Exercise goal:
The answer must be every line from the entries below that includes "return".

Input:

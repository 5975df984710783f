use crate::errors::TradeError;

use super::Instrument;

/// Absorbs float noise when a band edge already sits on the tick grid.
const TICK_EPSILON: f64 = 1e-9;

/// Exchange constraints for one symbol, parsed once and cached for the session.
#[derive(Debug, Clone, PartialEq)]
pub struct SymbolMeta {
    pub symbol: String,
    pub quantity_precision: u32,
    pub tick_size: f64,
    pub min_notional: f64,
    pub price_band_multiplier_down: f64,
    pub price_band_multiplier_up: f64,
}

impl SymbolMeta {
    pub fn from_instrument(instrument: &Instrument) -> Result<Self, TradeError> {
        let symbol = instrument.symbol.as_str();
        let missing = |filter: &str| TradeError::InvalidConstraint {
            symbol: symbol.to_string(),
            reason: format!("missing {filter} filter"),
        };

        let step_size = instrument.step_size().ok_or_else(|| missing("LOT_SIZE"))?;
        let tick_size = instrument.tick_size().ok_or_else(|| missing("PRICE_FILTER"))?;
        let min_notional = instrument
            .min_notional()
            .ok_or_else(|| missing("MIN_NOTIONAL"))?;
        let (down, up) = instrument
            .percent_price()
            .ok_or_else(|| missing("PERCENT_PRICE"))?;

        let meta = Self {
            symbol: symbol.to_string(),
            quantity_precision: step_precision(symbol, step_size)?,
            tick_size: parse_decimal(symbol, "tickSize", tick_size)?,
            min_notional: parse_decimal(symbol, "notional", min_notional)?,
            price_band_multiplier_down: parse_decimal(symbol, "multiplierDown", down)?,
            price_band_multiplier_up: parse_decimal(symbol, "multiplierUp", up)?,
        };

        if meta.tick_size <= 0.0 {
            return Err(meta.invalid("tickSize must be positive"));
        }
        if !(meta.price_band_multiplier_down > 0.0
            && meta.price_band_multiplier_down < 1.0
            && meta.price_band_multiplier_up > 1.0)
        {
            return Err(meta.invalid("percent price band does not straddle the entry price"));
        }

        Ok(meta)
    }

    /// `[entry * multiplier_down, entry * multiplier_up]`
    pub fn price_band(&self, entry_price: f64) -> (f64, f64) {
        (
            entry_price * self.price_band_multiplier_down,
            entry_price * self.price_band_multiplier_up,
        )
    }

    /// Tick-aligned prices inside the band: the lower edge rounded up, the
    /// upper edge rounded down. `None` when no tick fits.
    pub fn tick_band(&self, entry_price: f64) -> Option<(f64, f64)> {
        let (lo, hi) = self.price_band(entry_price);
        let decimals = decimals_of(self.tick_size);
        let lo = round_to_precision(
            (lo / self.tick_size - TICK_EPSILON).ceil() * self.tick_size,
            decimals,
        );
        let hi = round_to_precision(
            (hi / self.tick_size + TICK_EPSILON).floor() * self.tick_size,
            decimals,
        );
        (lo <= hi).then_some((lo, hi))
    }

    pub fn round_quantity(&self, quantity: f64) -> f64 {
        round_to_precision(quantity, self.quantity_precision)
    }

    pub fn round_price(&self, price: f64) -> f64 {
        let ticks = (price / self.tick_size).round();
        round_to_precision(ticks * self.tick_size, decimals_of(self.tick_size))
    }

    fn invalid(&self, reason: &str) -> TradeError {
        TradeError::InvalidConstraint {
            symbol: self.symbol.clone(),
            reason: reason.to_string(),
        }
    }
}

/// Number of significant decimal digits in a lot-size step, e.g. `"0.00100"` -> 3.
pub fn step_precision(symbol: &str, step_size: &str) -> Result<u32, TradeError> {
    let step = parse_decimal(symbol, "stepSize", step_size)?;
    if step <= 0.0 {
        return Err(TradeError::InvalidConstraint {
            symbol: symbol.to_string(),
            reason: format!("stepSize {step_size} must be positive"),
        });
    }
    let digits = step_size
        .trim()
        .split_once('.')
        .map(|(_, fraction)| fraction.trim_end_matches('0').len())
        .unwrap_or(0);
    Ok(digits as u32)
}

pub fn round_to_precision(value: f64, precision: u32) -> f64 {
    let factor = 10_f64.powi(precision as i32);
    (value * factor).round() / factor
}

fn decimals_of(value: f64) -> u32 {
    let formatted = format!("{value:.10}");
    formatted
        .split_once('.')
        .map(|(_, fraction)| fraction.trim_end_matches('0').len() as u32)
        .unwrap_or(0)
}

fn parse_decimal(symbol: &str, field: &str, raw: &str) -> Result<f64, TradeError> {
    raw.trim()
        .parse::<f64>()
        .ok()
        .filter(|v| v.is_finite())
        .ok_or_else(|| TradeError::InvalidConstraint {
            symbol: symbol.to_string(),
            reason: format!("{field} {raw:?} is not a number"),
        })
}
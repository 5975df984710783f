use serde::Deserialize;

/// One entry of the futures `exchangeInfo.symbols` array. Filter values stay
/// as the exchange sends them (decimal strings) until a [`super::SymbolMeta`]
/// is built from them.
#[derive(Debug, Clone, PartialEq, Deserialize)]
#[serde(rename_all = "camelCase")]
pub struct Instrument {
    pub symbol: String,
    pub contract_type: String,
    pub quote_asset: String,
    #[serde(default)]
    pub filters: Vec<InstrumentFilter>,
}

#[derive(Debug, Clone, PartialEq, Deserialize)]
#[serde(tag = "filterType")]
pub enum InstrumentFilter {
    #[serde(rename = "PRICE_FILTER")]
    Price {
        #[serde(rename = "tickSize")]
        tick_size: String,
    },
    #[serde(rename = "LOT_SIZE")]
    LotSize {
        #[serde(rename = "stepSize")]
        step_size: String,
    },
    #[serde(rename = "MIN_NOTIONAL")]
    MinNotional { notional: String },
    #[serde(rename = "PERCENT_PRICE")]
    PercentPrice {
        #[serde(rename = "multiplierUp")]
        multiplier_up: String,
        #[serde(rename = "multiplierDown")]
        multiplier_down: String,
    },
    #[serde(other)]
    Other,
}

impl Instrument {
    pub fn is_perpetual(&self) -> bool {
        self.contract_type == "PERPETUAL"
    }

    pub fn tick_size(&self) -> Option<&str> {
        self.filters.iter().find_map(|f| match f {
            InstrumentFilter::Price { tick_size } => Some(tick_size.as_str()),
            _ => None,
        })
    }

    pub fn step_size(&self) -> Option<&str> {
        self.filters.iter().find_map(|f| match f {
            InstrumentFilter::LotSize { step_size } => Some(step_size.as_str()),
            _ => None,
        })
    }

    pub fn min_notional(&self) -> Option<&str> {
        self.filters.iter().find_map(|f| match f {
            InstrumentFilter::MinNotional { notional } => Some(notional.as_str()),
            _ => None,
        })
    }

    /// `(multiplier_down, multiplier_up)`
    pub fn percent_price(&self) -> Option<(&str, &str)> {
        self.filters.iter().find_map(|f| match f {
            InstrumentFilter::PercentPrice {
                multiplier_up,
                multiplier_down,
            } => Some((multiplier_down.as_str(), multiplier_up.as_str())),
            _ => None,
        })
    }
}

#[cfg(test)]
mod tests {
    use super::*;

    #[test]
    fn test_decodes_exchange_info_symbol() {
        let raw = r#"{
            "symbol": "ABCUSDT",
            "pair": "ABCUSDT",
            "contractType": "PERPETUAL",
            "quoteAsset": "USDT",
            "filters": [
                {"filterType": "PRICE_FILTER", "minPrice": "0.0001", "maxPrice": "200", "tickSize": "0.0001"},
                {"filterType": "LOT_SIZE", "stepSize": "0.1", "minQty": "0.1", "maxQty": "100000"},
                {"filterType": "MARKET_LOT_SIZE", "stepSize": "1", "minQty": "1", "maxQty": "1000"},
                {"filterType": "MAX_NUM_ORDERS", "limit": 200},
                {"filterType": "MIN_NOTIONAL", "notional": "5"},
                {"filterType": "PERCENT_PRICE", "multiplierUp": "1.0500", "multiplierDown": "0.9500", "multiplierDecimal": "4"}
            ]
        }"#;

        let instrument: Instrument = serde_json::from_str(raw).expect("symbol should decode");

        assert!(instrument.is_perpetual());
        assert_eq!(instrument.tick_size(), Some("0.0001"));
        assert_eq!(instrument.step_size(), Some("0.1"));
        assert_eq!(instrument.min_notional(), Some("5"));
        assert_eq!(instrument.percent_price(), Some(("0.9500", "1.0500")));
    }
}
pub mod indicators;
pub mod services;

pub use indicators::{IndicatorSnapshot, MIN_HISTORY};
pub use services::signal_classifier::{Classification, classify, signal_for};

Solution to the problem:
            return Err(meta.invalid("tickSize must be positive"));
            return Err(meta.invalid("percent price band does not straddle the entry price"));
        return Err(TradeError::InvalidConstraint {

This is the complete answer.